I have never read Brideshead Revisited by Evelyn Waugh, or any of Tom Sharpe's varsity novels, although I'm told they're hilarious. I was also told that about Lucky Jim by Kingsley Amis, although I didn't find it to be so. I read it at a fairly young age, but I found it callous, cruel, sexist and with a chip on its shoulder. I feel the same way about Bret Easton Ellis' novels, with an added dose of shiny narcissism and lackustre prose, so I am discounting The Rules of Attraction.

Although James Joyce's Ulysses nearly destroyed me (it is the novel it has taken me the most attempts to read), I actually read A Portrait of the Artist as a Young Man at the first try. I'm not a fan of the stream-of-consciousness novel, however, so it's not one of my favourites. Nor is Europa by Tim Parks for the same reason, although there were some light moments buried amid the lengthy paragraphs.

Thomas Hardy's Jude the Obscure is a powerful tragedy but it made me laugh out loud, which cannot be a good thing. Maybe I am lacking in sensitivity, but I felt Thomas trampled all over subtlety, as did Donna Tartt in The Secret History. This is highly praised by many of my friends (whose opinions on such matters I respect) but I failed to see anything above the obvious in this over-long and condescending novel. I do consider J M Coetzee's Disgrace to be a piece of brilliance, but it strays from campus early on, so probably doesn't count as a university novel.

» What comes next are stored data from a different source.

//! Human-readable rendering of a plan for `loadplan show`.

use crate::plan::PlanNode;

/// Render `root` as an indented outline, one node per line:
///
/// ```text
/// Plan "L&P Test Plan" enabled=true
///   ThreadGroup "Thread Group" num_threads=5 ramp_time=2 on_sample_error=continue
///     Sampler "Test Endpoint" path=/api method=GET enabled=true
///       - name: Alice
/// ```
pub fn render_outline(root: &PlanNode) -> String {
    let mut out = String::new();
    render_node(root, 0, &mut out);
    out
}

fn render_node(node: &PlanNode, depth: usize, out: &mut String) {
    let indent = "  ".repeat(depth);
    out.push_str(&format!("{indent}{:?} \"{}\"", node.kind(), node.name()));
    for prop in node.properties() {
        out.push_str(&format!(" {}={}", prop.key, prop.value));
    }
    out.push('\n');
    for entry in node.entries() {
        out.push_str(&format!("{indent}  - {}: {}\n", entry.name, entry.value));
    }
    for child in node.children() {
        render_node(child, depth + 1, out);
    }
}
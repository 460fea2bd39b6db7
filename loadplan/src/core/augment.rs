//! Decides which auxiliary nodes a target request needs.
//!
//! Anti-forgery tokens are issued on the login response and must be echoed on
//! every state-mutating request. Read-only requests never carry the token.

use crate::core::method::HttpMethod;

/// Outcome of [`decide`].
#[derive(Debug, Clone, Copy, PartialEq, Eq)]
pub enum AugmentationPlan {
    /// Target request is sent as-is.
    None,
    /// Extract the token on login and inject it on the target request.
    ThreadToken {
        /// Send the body verbatim and add a `Content-Type` header to the injector.
        raw_body: bool,
    },
}

impl AugmentationPlan {
    pub fn needs_token(self) -> bool {
        matches!(self, AugmentationPlan::ThreadToken { .. })
    }

    pub fn attaches_body(self) -> bool {
        matches!(self, AugmentationPlan::ThreadToken { raw_body: true })
    }
}

/// Body attachment rides on the injector node, so it only happens for
/// mutating methods; a body on any other method is ignored.
pub fn decide(method: HttpMethod, body: Option<&str>) -> AugmentationPlan {
    if !method.is_mutating() {
        return AugmentationPlan::None;
    }
    AugmentationPlan::ThreadToken {
        raw_body: body.is_some_and(|body| !body.is_empty()),
    }
}
//! Assembles a complete load-test plan from a scenario.
//!
//! Shape of every plan:
//!
//! ```text
//! Plan
//! └── ThreadGroup
//!     ├── LoopController        (one pass per virtual user)
//!     ├── DataSource            (no recycling, stop thread on EOF)
//!     ├── SessionStore
//!     ├── Defaults
//!     ├── OnceController
//!     │   └── Sampler (login)
//!     │       └── TokenExtractor?
//!     └── Sampler (target)
//!         └── HeaderInjector?
//! ```

use tracing::{debug, warn};

use crate::core::augment::{AugmentationPlan, decide};
use crate::core::scenario::ScenarioSpec;
use crate::core::settings::BuilderSettings;
use crate::error::PlanError;
use crate::plan::{NodeBuilder, NodeKind, PlanNode};

pub const PLAN_NAME: &str = "L&P Test Plan";
pub const THREAD_GROUP_NAME: &str = "Thread Group";
pub const LOGIN_SAMPLER_NAME: &str = "Login";
pub const TARGET_SAMPLER_NAME: &str = "Test Endpoint";

/// Stateless plan factory; safe to share across threads.
#[derive(Debug, Clone, Default)]
pub struct PlanBuilder {
    settings: BuilderSettings,
}

impl PlanBuilder {
    pub fn new(settings: BuilderSettings) -> Self {
        Self { settings }
    }

    /// Build the plan for `spec`. Fails before any node is created when the
    /// scenario is structurally invalid.
    pub fn build(&self, spec: &ScenarioSpec) -> Result<PlanNode, PlanError> {
        spec.validate()?;

        let augmentation = decide(spec.method, spec.raw_body());
        debug!(
            method = %spec.method,
            threads = spec.thread_count,
            ?augmentation,
            "building plan"
        );
        if spec.raw_body().is_some() && !augmentation.attaches_body() {
            warn!(method = %spec.method, "request body ignored for non-mutating method");
        }

        let mut login = self.login_sampler();
        let mut target = target_request(spec);
        if augmentation.needs_token() {
            login.add_child(self.token_extractor());
            target.add_child(self.header_injector(spec, augmentation));
        }
        if augmentation.attaches_body()
            && let Some(body) = spec.raw_body()
        {
            target
                .set_property("post_body_raw", true)
                .set_property("body", body);
        }

        let mut once = NodeBuilder::new(NodeKind::OnceController, "Once Only Login Controller");
        once.add_child(login.finish());

        let mut group = thread_group(spec);
        group
            .add_child(loop_controller())
            .add_child(self.data_source(spec))
            .add_child(session_store())
            .add_child(self.defaults())
            .add_child(once.finish())
            .add_child(target.finish());

        let mut plan = NodeBuilder::new(NodeKind::Plan, PLAN_NAME).with_property("enabled", true);
        plan.add_child(group.finish());
        Ok(plan.finish())
    }

    fn data_source(&self, spec: &ScenarioSpec) -> PlanNode {
        NodeBuilder::new(NodeKind::DataSource, "CSV Data Config")
            .with_property("filename", &spec.csv_path)
            .with_property("delimiter", &self.settings.data_source.delimiter)
            .with_property("share_mode", "all")
            .with_property("ignore_first_line", true)
            .with_property("quoted_data", true)
            // Each virtual user needs a distinct row; never wrap or reuse.
            .with_property("recycle", false)
            .with_property("stop_thread", true)
            .finish()
    }

    fn defaults(&self) -> PlanNode {
        NodeBuilder::new(NodeKind::Defaults, "HTTP Request Defaults")
            .with_property("domain", &self.settings.server.domain)
            .with_property("port", self.settings.server.port)
            .finish()
    }

    fn login_sampler(&self) -> NodeBuilder {
        NodeBuilder::new(NodeKind::Sampler, LOGIN_SAMPLER_NAME)
            .with_property("path", &self.settings.login.path)
            .with_property("method", self.settings.login.method)
            .with_property("follow_redirects", true)
            .with_property("use_keepalive", true)
    }

    fn token_extractor(&self) -> PlanNode {
        NodeBuilder::new(NodeKind::TokenExtractor, "Regular Expression Extractor")
            .with_property("source", "response_headers")
            .with_property("ref_name", &self.settings.token.variable)
            .with_property("regex", &self.settings.token.regex)
            .with_property("template", "$1$")
            .finish()
    }

    fn header_injector(&self, spec: &ScenarioSpec, augmentation: AugmentationPlan) -> PlanNode {
        let mut injector = NodeBuilder::new(NodeKind::HeaderInjector, "HTTP Header Manager");
        injector.add_entry(
            self.settings.token.header.as_str(),
            format!("${{{}}}", self.settings.token.variable),
        );
        if augmentation.attaches_body()
            && let Some(content_type) = spec.content_type()
        {
            injector.add_entry("Content-Type", content_type);
        }
        injector.finish()
    }
}

fn thread_group(spec: &ScenarioSpec) -> NodeBuilder {
    NodeBuilder::new(NodeKind::ThreadGroup, THREAD_GROUP_NAME)
        .with_property("num_threads", spec.thread_count)
        .with_property("ramp_time", spec.ramp_up_seconds)
        .with_property("on_sample_error", "continue")
}

fn loop_controller() -> PlanNode {
    NodeBuilder::new(NodeKind::LoopController, "Loop Controller")
        .with_property("loops", 1)
        .with_property("continue_forever", false)
        .finish()
}

fn session_store() -> PlanNode {
    NodeBuilder::new(NodeKind::SessionStore, "HTTP Cookie Manager")
        .with_property("clear_each_iteration", false)
        .with_property("cookie_policy", "standard")
        .finish()
}

fn target_request(spec: &ScenarioSpec) -> NodeBuilder {
    let mut sampler = NodeBuilder::new(NodeKind::Sampler, TARGET_SAMPLER_NAME)
        .with_property("path", &spec.endpoint_path)
        .with_property("method", spec.method)
        .with_property("enabled", true);
    for param in &spec.parameters {
        sampler.add_entry(param.name.as_str(), param.value.as_str());
    }
    sampler
}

5 Favourite Varsity/Campus Novels:
  1. Still Life/ The Biographer's Tale - A.S. Byatt: the woman can write! And no, before you ask, I've not yet read Possession. It has been on my bookshelf for years, calling to me for a special occasion - this Christmas perhaps?
  2. Deaf Sentence - David Lodge: the first novel of his that I have read. I doubt it will be the last.
  3. Jill - Philip Larkin: his poetry can be a bit annoyng, but his prose style is sublime.
  4. Gaudy Night - Dorothy L Sayers: life at a women's college in Oxford, struggling for equality in both academic and social spheres - but such fun!
  5. Degrees for Everyone - Bob Jones: academic satire, which is cutting, acerbic and sadly true.